迷子の砂漠


太鼓に似た音と、がやがやした話し声が聞こえてきて、それにいざなわれるように歩いていたが、音は奇妙な響きかたをして、どこから聞こえてくるのかわからない。砂丘に登って、あたりを見渡してみたが、動くものの姿はどこにもなかった。目に映るのは砂漠と、その上に広がる不自然なまでに青い空だけだった。

音はついえたかと思うとまた起こり、そのたびに聞こえてくる方向は変わった。そして笑い声はどこか嘲りを含むようになっていた。僕は完全に迷っていた。疲労と渇きのために、足取りはだんだん重くなり、ついに立ち止まったとき、笑い声がはっきりと耳元で聞こえて、それは疑いなく嘲笑だった。声は層となって僕を取り囲み、もはや止むことなく響き続けた。

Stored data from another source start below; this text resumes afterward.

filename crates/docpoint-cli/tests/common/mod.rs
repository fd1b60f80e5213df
//! PDF fixtures built in memory with lopdf.

use lopdf::content::{Content, Operation};
use lopdf::{Dictionary, Document, Object, Stream, dictionary};

/// Build a PDF whose pages hold the given lines of text, one text object
/// per line. An empty slice produces a page without text.
pub fn build_pdf(pages: &[&[&str]]) -> Vec<u8> {
    build_pdf_with_font(
        pages,
        dictionary! {
            "Type" => "Font",
            "Subtype" => "Type1",
            "BaseFont" => "Helvetica",
            "Encoding" => "WinAnsiEncoding",
        },
    )
}

/// Like [`build_pdf`], with `font` as the only font resource.
pub fn build_pdf_with_font(pages: &[&[&str]], font: Dictionary) -> Vec<u8> {
    let mut doc = Document::with_version("1.5");
    let pages_id = doc.new_object_id();

    let font_id = doc.add_object(font);
    let resources_id = doc.add_object(dictionary! {
        "Font" => dictionary! {
            "F1" => font_id,
        },
    });

    let mut kids: Vec<Object> = Vec::new();
    for lines in pages {
        let mut operations = Vec::new();
        for (i, line) in lines.iter().enumerate() {
            operations.push(Operation::new("BT", vec![]));
            operations.push(Operation::new("Tf", vec!["F1".into(), 12.into()]));
            operations.push(Operation::new(
                "Td",
                vec![72.into(), (760 - 16 * i as i64).into()],
            ));
            operations.push(Operation::new("Tj", vec![Object::string_literal(*line)]));
            operations.push(Operation::new("ET", vec![]));
        }

        let content = Content { operations };
        let content_id = doc.add_object(Stream::new(
            dictionary! {},
            content.encode().expect("content encodes"),
        ));
        let page_id = doc.add_object(dictionary! {
            "Type" => "Page",
            "Parent" => pages_id,
            "Contents" => content_id,
        });
        kids.push(page_id.into());
    }

    let count = kids.len() as i64;
    doc.objects.insert(
        pages_id,
        Object::Dictionary(dictionary! {
            "Type" => "Pages",
            "Kids" => kids,
            "Count" => count,
            "Resources" => resources_id,
            "MediaBox" => vec![0.into(), 0.into(), 612.into(), 792.into()],
        }),
    );

    let catalog_id = doc.add_object(dictionary! {
        "Type" => "Catalog",
        "Pages" => pages_id,
    });
    doc.trailer.set("Root", catalog_id);

    let mut buffer = Vec::new();
    doc.save_to(&mut buffer).expect("pdf saves");
    buffer
}

/// A one-page invoice.
pub fn invoice_pdf() -> Vec<u8> {
    build_pdf(&[&[
        "ACME SUPPLY",
        "Invoice Number: INV-2024-001",
        "Invoice Date: 2024-03-15",
        "Bill To: Acme Corp",
        "123 Main St",
        "Total: $1,234.56",
    ]])
}

/// A page set in a composite font that is missing its `DescendantFonts`.
/// lopdf loads it but cannot decode the text, and pdf-extract panics on it.
pub fn broken_font_pdf() -> Vec<u8> {
    build_pdf_with_font(
        &[&["Total: $42.00"]],
        dictionary! {
            "Type" => "Font",
            "Subtype" => "Type0",
            "BaseFont" => "BrokenSans",
            "Encoding" => "Identity-H",
        },
    )
}
//! Organization name extraction.

use tracing::debug;

use super::FieldExtractor;
use super::patterns::{ORGANIZATION_LABEL, first_line};
use crate::fields::recognizer::Recognizer;

/// Default number of characters handed to the recognizer.
pub const DEFAULT_RECOGNIZER_CHAR_LIMIT: usize = 100_000;

/// Organization field extractor.
///
/// Labeled lines (`Bill To: ...`, `Vendor - ...`) are preferred. Only when
/// none exist is the recognizer consulted, on a bounded prefix of the text.
pub struct OrganizationExtractor {
    recognizer: Recognizer,
    char_limit: usize,
}

impl OrganizationExtractor {
    pub fn new(recognizer: Recognizer) -> Self {
        Self {
            recognizer,
            char_limit: DEFAULT_RECOGNIZER_CHAR_LIMIT,
        }
    }

    /// Set the number of characters handed to the recognizer.
    pub fn with_char_limit(mut self, char_limit: usize) -> Self {
        self.char_limit = char_limit;
        self
    }

    /// Values of organization labels in order of appearance.
    pub fn labeled(&self, text: &str) -> Vec<String> {
        ORGANIZATION_LABEL
            .captures_iter(text)
            .map(|caps| first_line(&caps[1]).to_string())
            .filter(|value| !value.is_empty())
            .collect()
    }

    /// Labeled values if there are any, otherwise what the recognizer finds.
    pub fn candidates(&self, text: &str) -> Vec<String> {
        let labeled = self.labeled(text);
        if !labeled.is_empty() {
            return labeled;
        }
        self.recognized(text)
    }

    fn recognized(&self, text: &str) -> Vec<String> {
        let prefix = char_prefix(text, self.char_limit);
        match self.recognizer.organizations(prefix) {
            Some(found) => {
                debug!("Recognizer found {} organizations in {} chars", found.len(), prefix.len());
                found
                    .into_iter()
                    .map(|org| org.trim().to_string())
                    .filter(|org| !org.is_empty())
                    .collect()
            }
            None => Vec::new(),
        }
    }
}

impl FieldExtractor for OrganizationExtractor {
    type Output = String;

    fn extract(&self, text: &str) -> Option<Self::Output> {
        self.candidates(text).into_iter().next()
    }
}

/// The first `limit` characters of `text`.
fn char_prefix(text: &str, limit: usize) -> &str {
    match text.char_indices().nth(limit) {
        Some((idx, _)) => &text[..idx],
        None => text,
    }
}
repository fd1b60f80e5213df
//! Shared application state.

use std::sync::Arc;

use docpoint_core::{DocpointConfig, DocumentExtractor, Recognizer};

/// State handed to every handler. Read-only after startup.
#[derive(Clone)]
pub struct AppState {
    pub extractor: Arc<DocumentExtractor>,
}

impl AppState {
    pub fn new(extractor: DocumentExtractor) -> Self {
        Self {
            extractor: Arc::new(extractor),
        }
    }

    /// Load the recognizer described by `config` and build the extractor.
    pub fn from_config(config: &DocpointConfig) -> Self {
        let recognizer = Recognizer::load(&config.recognizer);
        tracing::info!(
            "Organization recognizer: {}",
            if recognizer.is_available() { "available" } else { "unavailable" }
        );
        Self::new(DocumentExtractor::from_config(config, recognizer))
    }
}
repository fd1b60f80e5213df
//! PDF processing module.

mod extractor;

pub use extractor::{PdfExtractor, PdfPage};

use crate::error::PdfError;

/// Result type for PDF operations.
pub type Result<T> = std::result::Result<T, PdfError>;

/// Trait for PDF processing implementations.
pub trait PdfProcessor {
    /// Load a PDF from bytes.
    fn load(&mut self, data: &[u8]) -> Result<()>;

    /// Get the number of pages in the PDF.
    fn page_count(&self) -> u32;

    /// Extract text from the entire PDF, pages joined by a newline.
    fn extract_text(&self) -> Result<String>;
}

/// Load `data` and return its text layer in page order.
pub fn extract_text(data: &[u8]) -> Result<String> {
    let mut extractor = PdfExtractor::new();
    extractor.load(data)?;
    extractor.extract_text()
}
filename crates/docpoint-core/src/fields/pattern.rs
//! Pattern-based field matching.

use tracing::debug;

use super::classifier::{FieldClassifier, FieldKind};
use super::recognizer::Recognizer;
use super::rules::{
    AmountExtractor, DateExtractor, FieldExtractor, LabelExtractor, OrganizationExtractor,
};
use crate::models::field::{FieldRequest, FieldResult};

/// Resolves each field by classifying its name and running the matching
/// rule extractor over the document text.
pub struct PatternMatcher {
    classifier: FieldClassifier,
    dates: DateExtractor,
    amounts: AmountExtractor,
    organizations: OrganizationExtractor,
}

impl PatternMatcher {
    pub fn new(recognizer: Recognizer) -> Self {
        Self {
            classifier: FieldClassifier::new(),
            dates: DateExtractor::new(),
            amounts: AmountExtractor::new(),
            organizations: OrganizationExtractor::new(recognizer),
        }
    }

    /// Set the number of characters handed to the organization recognizer.
    pub fn with_recognizer_char_limit(mut self, char_limit: usize) -> Self {
        self.organizations = self.organizations.with_char_limit(char_limit);
        self
    }

    /// Value for a single field name; empty when nothing matched.
    pub fn resolve(&self, text: &str, name: &str) -> String {
        let kind = self.classifier.classify(name);
        let value = match kind {
            FieldKind::Date => self.dates.extract(text),
            FieldKind::Amount => self.amounts.extract(text),
            FieldKind::Organization => self.organizations.extract(text),
            FieldKind::Label => LabelExtractor::new(name).extract(text),
        };

        debug!("Field {:?} classified as {:?} -> {:?}", name, kind, value);
        value.unwrap_or_default()
    }

    /// One result per request, in request order.
    pub fn match_fields(&self, text: &str, fields: &[FieldRequest]) -> Vec<FieldResult> {
        fields
            .iter()
            .map(|field| FieldResult::new(field.name.clone(), self.resolve(text, &field.name)))
            .collect()
    }
}
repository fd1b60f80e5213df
//! Health check endpoint

use axum::{Json, Router, routing::get};
use serde::Serialize;

#[derive(Serialize)]
pub struct HealthResponse {
    pub status: &'static str,
}

pub async fn health_check() -> Json<HealthResponse> {
    Json(HealthResponse { status: "ok" })
}

pub fn router<S>() -> Router<S>
where
    S: Clone + Send + Sync + 'static,
{
    Router::new().route("/health", get(health_check))
}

疲れ果てて、その場にしゃがんでじっとしていると、だんだん頭がもうろうとしてきて、それは快い音楽を聴くときの感じに似ていた。不安や恐怖が薄れてゆき、これまで砂漠でひどく迷ったけれども、結局は今いる場所が、自分の行きつくべき場所だったのだ、と思うことができた。目を閉じると、全身が金色の膜のようなものに包まれる感じがして、快い感覚はそのあともずっと続いた。